++++ Data extracts
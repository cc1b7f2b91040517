//! End-to-end batch runs against a temporary player data folder

use chrono::{NaiveDate, NaiveDateTime};
use playerdata_relocator::core::ConfigError;
use playerdata_relocator::nbt::{Compound, Compression, Document, List, NbtString, Tag, codec};
use playerdata_relocator::storage::{LocalStore, RecordStore};
use playerdata_relocator::{
    BatchRequest, BatchRunner, Destination, FailureKind, FileOutcome, PlayerRecord, run_batch,
};
use std::fs;
use std::io;
use std::path::{Path, PathBuf};
use tempfile::TempDir;

const ALICE: &str = "069a79f4-44e9-4726-a5be-fca90e38aaf5";
const BOB: &str = "853c80ef-3c37-49fd-aa49-938b674adae6";
const CAROL: &str = "61699b2e-d327-4a01-9f1e-0ea8c3f06bc6";

struct World {
    _temp: TempDir,
    playerdata: PathBuf,
}

impl World {
    fn new() -> Self {
        let temp = TempDir::new().unwrap();
        let playerdata = temp.path().join("world").join("playerdata");
        fs::create_dir_all(&playerdata).unwrap();
        Self {
            _temp: temp,
            playerdata,
        }
    }

    fn add_player(&self, uuid: &str, dimension: i32) -> PathBuf {
        let path = self.file(uuid);
        fs::write(&path, player_bytes(dimension)).unwrap();
        path
    }

    fn file(&self, uuid: &str) -> PathBuf {
        self.playerdata.join(format!("{}.dat", uuid))
    }

    fn backup_root(&self) -> PathBuf {
        self.playerdata.parent().unwrap().join("teleporter_backups")
    }
}

fn started() -> NaiveDateTime {
    NaiveDate::from_ymd_opt(2024, 6, 1)
        .unwrap()
        .and_hms_opt(12, 0, 0)
        .unwrap()
}

fn doubles(values: [f64; 3]) -> Tag {
    Tag::List(List::from_tags(values.into_iter().map(Tag::Double).collect()).unwrap())
}

fn player_root(dimension: i32) -> Compound {
    let mut inventory = List::new(playerdata_relocator::nbt::TagKind::Compound);
    let mut slot = Compound::new();
    slot.insert("id", Tag::String(NbtString::from("minecraft:diamond_sword")));
    slot.insert("Slot", Tag::Byte(0));
    inventory.push(Tag::Compound(slot));

    let mut root = Compound::new();
    root.insert("DataVersion", Tag::Int(1343));
    root.insert("Dimension", Tag::Int(dimension));
    root.insert("Pos", doubles([512.5, 12.0, -933.75]));
    root.insert("Motion", doubles([0.1, -0.9, 0.0]));
    root.insert("FallDistance", Tag::Float(42.0));
    root.insert("Health", Tag::Float(14.5));
    root.insert("Inventory", Tag::List(inventory));
    root.insert("UUIDMost", Tag::Long(-6_322_552_268_536_499_432));
    root
}

fn player_bytes(dimension: i32) -> Vec<u8> {
    codec::encode(&Document::new(player_root(dimension), Compression::Gzip)).unwrap()
}

fn read_player(path: &Path) -> PlayerRecord {
    PlayerRecord::decode(&fs::read(path).unwrap()).unwrap()
}

/// Encoded root without the four relocated fields
fn untouched_fields(record: &PlayerRecord) -> Vec<u8> {
    let mut rest = record.document().root.clone();
    for field in ["Dimension", "Pos", "Motion", "FallDistance"] {
        rest.remove(field);
    }
    codec::encode_uncompressed(&NbtString::default(), &rest).unwrap()
}

fn request(world: &World, targets: &[i32]) -> BatchRequest {
    BatchRequest::new(
        &world.playerdata,
        targets.iter().copied(),
        Destination::new(100.0, 64.0, 100.0),
    )
}

#[test]
fn test_relocates_only_target_dimensions() {
    let world = World::new();
    let nether = world.add_player(ALICE, 1);
    let end = world.add_player(BOB, 2);
    let overworld = world.add_player(CAROL, 0);
    let originals: Vec<Vec<u8>> = [&nether, &end, &overworld]
        .iter()
        .map(|p| fs::read(p).unwrap())
        .collect();

    let req = request(&world, &[1, 2]);
    req.validate().unwrap();
    let result = BatchRunner::new(&req, started()).run().unwrap();

    assert_eq!(result.discovered, 3);
    assert_eq!(result.relocated, 2);
    assert_eq!(result.ineligible, 1);
    assert_eq!(result.skipped(), 1);
    assert!(result.failures.is_empty());

    let backup_dir = world.backup_root().join("2024-06-01-12-00-00");
    assert_eq!(result.backup_dir.as_deref(), Some(backup_dir.as_path()));
    assert_eq!(fs::read_dir(&backup_dir).unwrap().count(), 2);

    for (path, original) in [(&nether, &originals[0]), (&end, &originals[1])] {
        let backup = backup_dir.join(path.file_name().unwrap());
        assert_eq!(&fs::read(backup).unwrap(), original);

        let before = PlayerRecord::decode(original).unwrap();
        let after = read_player(path);
        assert_eq!(after.dimension().unwrap(), 0);
        assert_eq!(after.position().unwrap(), [100.0, 64.0, 100.0]);
        assert_eq!(after.motion().unwrap(), [0.0, 0.0, 0.0]);
        assert_eq!(after.fall_distance(), Some(0.0));
        assert_eq!(untouched_fields(&before), untouched_fields(&after));
        assert_eq!(after.document().compression, Compression::Gzip);
    }

    assert_eq!(fs::read(&overworld).unwrap(), originals[2]);
}

#[test]
fn test_stray_files_are_never_selected() {
    let world = World::new();
    world.add_player(ALICE, 1);
    fs::write(world.playerdata.join("notes.txt"), b"remember to reset the end").unwrap();
    fs::write(world.playerdata.join(format!("{}.dat_old", BOB)), player_bytes(1)).unwrap();
    let simple = world.playerdata.join(format!("{}.dat", BOB.replace('-', "")));
    let braced = world.playerdata.join(format!("{{{}}}.dat", CAROL));
    fs::write(&simple, player_bytes(1)).unwrap();
    fs::write(&braced, player_bytes(1)).unwrap();

    let req = request(&world, &[1]);
    let result = BatchRunner::new(&req, started()).run().unwrap();

    assert_eq!(result.discovered, 1);
    assert_eq!(result.relocated, 1);
    assert!(result.failures.iter().all(|f| !f.path.ends_with("notes.txt")));
    assert_eq!(
        fs::read(world.playerdata.join(format!("{}.dat_old", BOB))).unwrap(),
        player_bytes(1)
    );
    assert_eq!(fs::read(&simple).unwrap(), player_bytes(1));
    assert_eq!(fs::read(&braced).unwrap(), player_bytes(1));
}

#[test]
fn test_destination_in_targets_is_a_config_error() {
    let world = World::new();
    let path = world.add_player(ALICE, 0);
    let original = fs::read(&path).unwrap();

    let req = request(&world, &[0, 1]);
    let err = run_batch(&req).unwrap_err();

    assert!(matches!(err, ConfigError::DestinationInTargets(0)));
    assert_eq!(fs::read(&path).unwrap(), original);
    assert!(!world.backup_root().exists());
}

#[test]
fn test_override_allows_destination_in_targets() {
    let world = World::new();
    let path = world.add_player(ALICE, 0);

    let req = request(&world, &[0]).allow_destination_in_targets(true);
    req.validate().unwrap();
    let result = BatchRunner::new(&req, started()).run().unwrap();

    assert_eq!(result.relocated, 1);
    assert_eq!(read_player(&path).position().unwrap(), [100.0, 64.0, 100.0]);
}

#[test]
fn test_missing_source_is_a_config_error() {
    let world = World::new();
    let req = BatchRequest::new(
        world.playerdata.join("missing"),
        [1],
        Destination::new(0.0, 64.0, 0.0),
    );
    assert!(matches!(run_batch(&req), Err(ConfigError::SourceMissing(_))));
}

#[test]
fn test_second_run_is_a_no_op() {
    let world = World::new();
    let path = world.add_player(ALICE, -1);
    let req = request(&world, &[-1]);

    let first = run_batch(&req).unwrap();
    assert_eq!(first.relocated, 1);
    let after_first = fs::read(&path).unwrap();

    let second = run_batch(&req).unwrap();
    assert_eq!(second.relocated, 0);
    assert_eq!(second.ineligible, 1);
    assert!(second.backup_dir.is_none());
    assert_eq!(fs::read(&path).unwrap(), after_first);
}

#[test]
fn test_dry_run_changes_nothing() {
    let world = World::new();
    let paths = [
        world.add_player(ALICE, 1),
        world.add_player(BOB, 2),
        world.add_player(CAROL, 0),
    ];
    let originals: Vec<Vec<u8>> = paths.iter().map(|p| fs::read(p).unwrap()).collect();

    let dry = request(&world, &[1, 2]).dry_run(true);
    let result = run_batch(&dry).unwrap();

    assert!(result.dry_run);
    assert_eq!(result.relocated, 2);
    assert!(result.backup_dir.is_none());
    assert!(!world.backup_root().exists());
    for (path, original) in paths.iter().zip(&originals) {
        assert_eq!(&fs::read(path).unwrap(), original);
    }

    let real = run_batch(&request(&world, &[1, 2])).unwrap();
    assert_eq!(real.relocated, result.relocated);
}

#[test]
fn test_undecodable_file_does_not_stop_the_batch() {
    let world = World::new();
    let broken = world.file(ALICE);
    fs::write(&broken, b"\x1f\x8bdefinitely not gzip").unwrap();
    let empty = world.file(CAROL);
    fs::write(&empty, b"").unwrap();
    let good = world.add_player(BOB, 1);

    let req = request(&world, &[1]);
    let result = BatchRunner::new(&req, started()).run().unwrap();

    assert_eq!(result.discovered, 3);
    assert_eq!(result.relocated, 1);
    assert_eq!(result.failed(), 2);
    assert!(result.failures.iter().all(|f| f.kind == FailureKind::Unreadable));
    assert!(result.failures.iter().all(|f| f.backup.is_none()));
    assert_eq!(fs::read(&broken).unwrap(), b"\x1f\x8bdefinitely not gzip");
    assert_eq!(read_player(&good).dimension().unwrap(), 0);
}

#[test]
fn test_records_the_codec_cannot_reproduce_are_left_untouched() {
    let world = World::new();

    // Eligible record whose root repeats "Health"
    let mut repeated = codec::encode_uncompressed(&NbtString::default(), &player_root(1)).unwrap();
    repeated.pop();
    repeated.extend_from_slice(&[5, 0, 6]);
    repeated.extend_from_slice(b"Health");
    repeated.extend_from_slice(&1.0f32.to_bits().to_be_bytes());
    repeated.push(0);
    let duplicate = world.file(ALICE);
    fs::write(&duplicate, &repeated).unwrap();

    let mut padded = codec::encode(&Document::new(player_root(1), Compression::None)).unwrap();
    padded.extend_from_slice(&[0, 0, 0]);
    let trailing = world.file(BOB);
    fs::write(&trailing, &padded).unwrap();

    let req = request(&world, &[1]);
    let result = BatchRunner::new(&req, started()).run().unwrap();

    assert_eq!(result.relocated, 0);
    assert_eq!(result.failed(), 2);
    assert!(result.failures.iter().all(|f| f.kind == FailureKind::Unreadable));
    assert_eq!(fs::read(&duplicate).unwrap(), repeated);
    assert_eq!(fs::read(&trailing).unwrap(), padded);
    assert!(!world.backup_root().exists());
}

#[test]
fn test_malformed_record_is_left_untouched() {
    let world = World::new();
    let path = world.file(ALICE);
    let mut root = Compound::new();
    root.insert("Dimension", Tag::Int(1));
    root.insert("Pos", doubles([1.0, 2.0, 3.0]));
    let bytes = codec::encode(&Document::new(root, Compression::Gzip)).unwrap();
    fs::write(&path, &bytes).unwrap();

    let req = request(&world, &[1]);
    let result = BatchRunner::new(&req, started()).run().unwrap();

    assert_eq!(result.relocated, 0);
    assert_eq!(result.failures.len(), 1);
    assert_eq!(result.failures[0].kind, FailureKind::Unreadable);
    assert!(result.failures[0].reason.contains("Motion"));
    assert_eq!(fs::read(&path).unwrap(), bytes);
    assert!(result.backup_dir.is_none());
}

#[test]
fn test_backup_failure_leaves_original_untouched() {
    let world = World::new();
    let path = world.add_player(ALICE, 1);
    let original = fs::read(&path).unwrap();
    // A plain file where the backup folder must go
    fs::write(world.backup_root(), b"in the way").unwrap();

    let req = request(&world, &[1]);
    let result = BatchRunner::new(&req, started()).run().unwrap();

    assert_eq!(result.relocated, 0);
    assert_eq!(result.failures.len(), 1);
    assert_eq!(result.failures[0].kind, FailureKind::BackupFailed);
    assert!(!result.failures[0].kind.needs_manual_recovery());
    assert_eq!(fs::read(&path).unwrap(), original);
}

/// Reads from disk but refuses every write
struct ReadOnlyStore;

impl RecordStore for ReadOnlyStore {
    fn read(&self, path: &Path) -> io::Result<Vec<u8>> {
        LocalStore.read(path)
    }

    fn replace(&self, _path: &Path, _bytes: &[u8]) -> io::Result<()> {
        Err(io::Error::other("disk full"))
    }
}

#[test]
fn test_write_failure_is_flagged_for_manual_recovery() {
    let world = World::new();
    let path = world.add_player(ALICE, 1);
    let original = fs::read(&path).unwrap();
    world.add_player(BOB, 0);

    let req = request(&world, &[1]);
    let result = BatchRunner::with_store(&req, started(), ReadOnlyStore)
        .run()
        .unwrap();

    assert_eq!(result.relocated, 0);
    assert_eq!(result.ineligible, 1);
    let manual: Vec<_> = result.needs_manual_recovery().collect();
    assert_eq!(manual.len(), 1);
    assert_eq!(manual[0].kind, FailureKind::WriteFailed);
    assert!(manual[0].reason.contains("disk full"));

    let backup = manual[0].backup.clone().unwrap();
    assert_eq!(fs::read(backup).unwrap(), original);
}

#[test]
fn test_process_file_reports_each_outcome() {
    let world = World::new();
    let eligible = world.add_player(ALICE, 1);
    let other = world.add_player(BOB, 5);

    let req = request(&world, &[1]);
    let mut runner = BatchRunner::new(&req, started());

    assert_eq!(
        runner.process_file(&other),
        FileOutcome::Ineligible { dimension: 5 }
    );
    assert!(!runner.backups().is_created());

    match runner.process_file(&eligible) {
        FileOutcome::Relocated { backup } => {
            assert_eq!(backup, runner.backups().dir().join(format!("{}.dat", ALICE)));
        }
        other => panic!("unexpected outcome {:?}", other),
    }
}

#[test]
fn test_result_serializes_to_json() {
    let world = World::new();
    world.add_player(ALICE, 1);
    fs::write(world.file(BOB), b"junk").unwrap();

    let req = request(&world, &[1]);
    let result = BatchRunner::new(&req, started()).run().unwrap();
    let json = serde_json::to_value(&result).unwrap();

    assert_eq!(json["discovered"], 2);
    assert_eq!(json["relocated"], 1);
    assert_eq!(json["failures"][0]["kind"], "unreadable");
    assert_eq!(json["dry_run"], false);
}
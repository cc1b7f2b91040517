//! Tagged binary tree format used by per-player save files

pub mod codec;
pub mod tag;

pub use codec::{Compression, Document, MAX_DEPTH, decode, encode};
pub use tag::{Compound, List, NbtString, Tag, TagKind};
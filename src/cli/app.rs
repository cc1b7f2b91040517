use anyhow::{Context, Result, anyhow};
use clap::Parser;
use playerdata_relocator::{BatchRequest, BatchResult, Destination, PRIMARY_DIMENSION, run_batch};
use std::path::PathBuf;

#[derive(Parser, Debug)]
#[command(name = "playerdata-relocator")]
#[command(about = "Move players out of reset dimensions in an offline world's playerdata folder")]
#[command(
    override_usage = "playerdata-relocator -f <PLAYER_DATA_FOLDER> -c <X> <Y> <Z> -d <TARGET_DIMENSIONS>..."
)]
pub struct Cli {
    /// Player data folder location. Typically world/playerdata
    #[arg(short = 'f', long, value_name = "DIR")]
    pub player_data_folder: PathBuf,

    /// Destination block coordinates
    #[arg(
        short = 'c',
        long,
        num_args = 3,
        required = true,
        value_names = ["X", "Y", "Z"],
        allow_negative_numbers = true
    )]
    pub coords: Vec<i32>,

    /// The dimension(s) players are moved out of
    #[arg(
        short = 'd',
        long,
        num_args = 1..,
        value_delimiter = ',',
        required = true,
        allow_negative_numbers = true
    )]
    pub target_dimensions: Vec<i32>,

    /// The spawn dimension id players are moved into. Default is 0 (Overworld)
    #[arg(long, default_value_t = PRIMARY_DIMENSION, allow_negative_numbers = true)]
    pub spawn_dimension: i32,

    /// Run without editing player data
    #[arg(long)]
    pub dry_run: bool,

    /// Allow the spawn dimension to also be a target dimension
    #[arg(long)]
    pub yes_teleport_players_in_spawn_dimension: bool,

    /// Print the result as JSON instead of a summary
    #[arg(long)]
    pub json: bool,
}

impl Cli {
    pub fn request(&self) -> Result<BatchRequest> {
        let [x, y, z] = <[i32; 3]>::try_from(self.coords.as_slice())
            .map_err(|_| anyhow!("Expected 3 coordinates, got {}", self.coords.len()))?
            .map(f64::from);
        Ok(BatchRequest::new(
            &self.player_data_folder,
            self.target_dimensions.iter().copied(),
            Destination::new(x, y, z).in_dimension(self.spawn_dimension),
        )
        .dry_run(self.dry_run)
        .allow_destination_in_targets(self.yes_teleport_players_in_spawn_dimension))
    }
}

pub struct App {
    cli: Cli,
}

impl App {
    pub fn new(cli: Cli) -> Self {
        Self { cli }
    }

    pub fn from_args() -> Self {
        Self::new(Cli::parse())
    }

    pub fn run(&self) -> Result<()> {
        let request = self.cli.request()?;
        let result = run_batch(&request).context("Relocation did not start")?;

        if self.cli.json {
            let json = serde_json::to_string_pretty(&result)
                .context("Failed to serialize relocation result")?;
            println!("{}", json);
        } else {
            print_summary(&result);
        }
        Ok(())
    }
}

fn print_summary(result: &BatchResult) {
    let verb = if result.dry_run { "Would relocate" } else { "Relocated" };
    println!("Player data files found: {}", result.discovered);
    println!("{}: {}", verb, result.relocated);
    println!("Not in a target dimension: {}", result.ineligible);

    if let Some(dir) = &result.backup_dir {
        println!("Backups: {}", dir.display());
    }

    if result.failures.is_empty() {
        return;
    }

    println!("Failures: {}", result.failed());
    for failure in &result.failures {
        println!(
            "- {} ({}) -> {}",
            failure.file_name(),
            failure.kind.label(),
            failure.reason
        );
    }

    let manual: Vec<_> = result.needs_manual_recovery().collect();
    if !manual.is_empty() {
        println!("Needs manual recovery from backup:");
        for failure in manual {
            match &failure.backup {
                Some(backup) => println!("- {} <- {}", failure.path.display(), backup.display()),
                None => println!("- {}", failure.path.display()),
            }
        }
    }
}
use std::path::PathBuf;
use thiserror::Error;

/// Fatal problems with a run's configuration, raised before any file is read
#[derive(Error, Debug)]
pub enum ConfigError {
    #[error("At least one target dimension is required")]
    NoTargetDimensions,

    #[error("Player data folder \"{}\" does not exist", .0.display())]
    SourceMissing(PathBuf),

    #[error("Player data path \"{}\" is not a directory", .0.display())]
    SourceNotDirectory(PathBuf),

    #[error(
        "Destination dimension {0} is also a target dimension. \
         Pass the override flag to relocate players already in it"
    )]
    DestinationInTargets(i32),

    #[error("Failed to list player data folder '{}': {source}", .path.display())]
    ListDir {
        path: PathBuf,
        #[source]
        source: std::io::Error,
    },

    #[error("Invalid coordinate {0}: must be a finite number")]
    InvalidCoordinate(f64),
}

/// Codec failures of the tagged record format
#[derive(Error, Debug)]
pub enum NbtError {
    #[error("Input is empty")]
    Empty,

    #[error("Unexpected end of data at offset {offset} (needed {needed} more bytes)")]
    UnexpectedEof { offset: usize, needed: usize },

    #[error("Unknown tag id {id} at offset {offset}")]
    UnknownTag { id: u8, offset: usize },

    #[error("Negative length {len} at offset {offset}")]
    NegativeLength { len: i32, offset: usize },

    #[error("Nesting exceeds {0} levels")]
    TooDeep(usize),

    #[error("List declares END elements but has length {0}")]
    InvalidEndList(usize),

    #[error("Root tag must be a compound, found {0}")]
    RootNotCompound(&'static str),

    #[error("Duplicate entry '{name}' at offset {offset}")]
    DuplicateEntry { name: String, offset: usize },

    #[error("{len} unexpected bytes after the root tag at offset {offset}")]
    TrailingData { offset: usize, len: usize },

    #[error("Value too large to encode: {0}")]
    TooLarge(String),

    #[error("Compression I/O error: {0}")]
    Io(#[from] std::io::Error),
}

/// A decodable record that lacks the fields relocation needs
#[derive(Error, Debug, Clone, PartialEq)]
pub enum RecordError {
    #[error("Field '{0}' is missing")]
    MissingField(&'static str),

    #[error("Field '{field}' has type {found}, expected {expected}")]
    WrongType {
        field: &'static str,
        expected: &'static str,
        found: &'static str,
    },

    #[error("Field '{field}' has {found} elements, expected {expected}")]
    WrongArity {
        field: &'static str,
        expected: usize,
        found: usize,
    },
}

#[derive(Error, Debug)]
pub enum BackupError {
    #[error("Failed to create backup directory '{}': {source}", .path.display())]
    CreateDir {
        path: PathBuf,
        #[source]
        source: std::io::Error,
    },

    #[error("Backup directory '{}' was not created", .0.display())]
    DirUnavailable(PathBuf),

    #[error("Source '{}' has no file name", .0.display())]
    NoFileName(PathBuf),

    #[error("Backup '{}' already exists", .0.display())]
    AlreadyExists(PathBuf),

    #[error("Failed to write backup of '{}' to '{}': {source}", .from.display(), .to.display())]
    Write {
        from: PathBuf,
        to: PathBuf,
        #[source]
        source: std::io::Error,
    },
}

pub type Result<T> = std::result::Result<T, ConfigError>;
++++++++
• Problem description: One inclusive range is required: first line of the data through the line containing "fn add_player(&self, uuid: &str, dimension: i32)". Set it down exactly and output nothing else.

• Response below:
repository cc1b7f2b91040517
//! End-to-end batch runs against a temporary player data folder

use chrono::{NaiveDate, NaiveDateTime};
use playerdata_relocator::core::ConfigError;
use playerdata_relocator::nbt::{Compound, Compression, Document, List, NbtString, Tag, codec};
use playerdata_relocator::storage::{LocalStore, RecordStore};
use playerdata_relocator::{
    BatchRequest, BatchRunner, Destination, FailureKind, FileOutcome, PlayerRecord, run_batch,
};
use std::fs;
use std::io;
use std::path::{Path, PathBuf};
use tempfile::TempDir;

const ALICE: &str = "069a79f4-44e9-4726-a5be-fca90e38aaf5";
const BOB: &str = "853c80ef-3c37-49fd-aa49-938b674adae6";
const CAROL: &str = "61699b2e-d327-4a01-9f1e-0ea8c3f06bc6";

struct World {
    _temp: TempDir,
    playerdata: PathBuf,
}

impl World {
    fn new() -> Self {
        let temp = TempDir::new().unwrap();
        let playerdata = temp.path().join("world").join("playerdata");
        fs::create_dir_all(&playerdata).unwrap();
        Self {
            _temp: temp,
            playerdata,
        }
    }

    fn add_player(&self, uuid: &str, dimension: i32) -> PathBuf {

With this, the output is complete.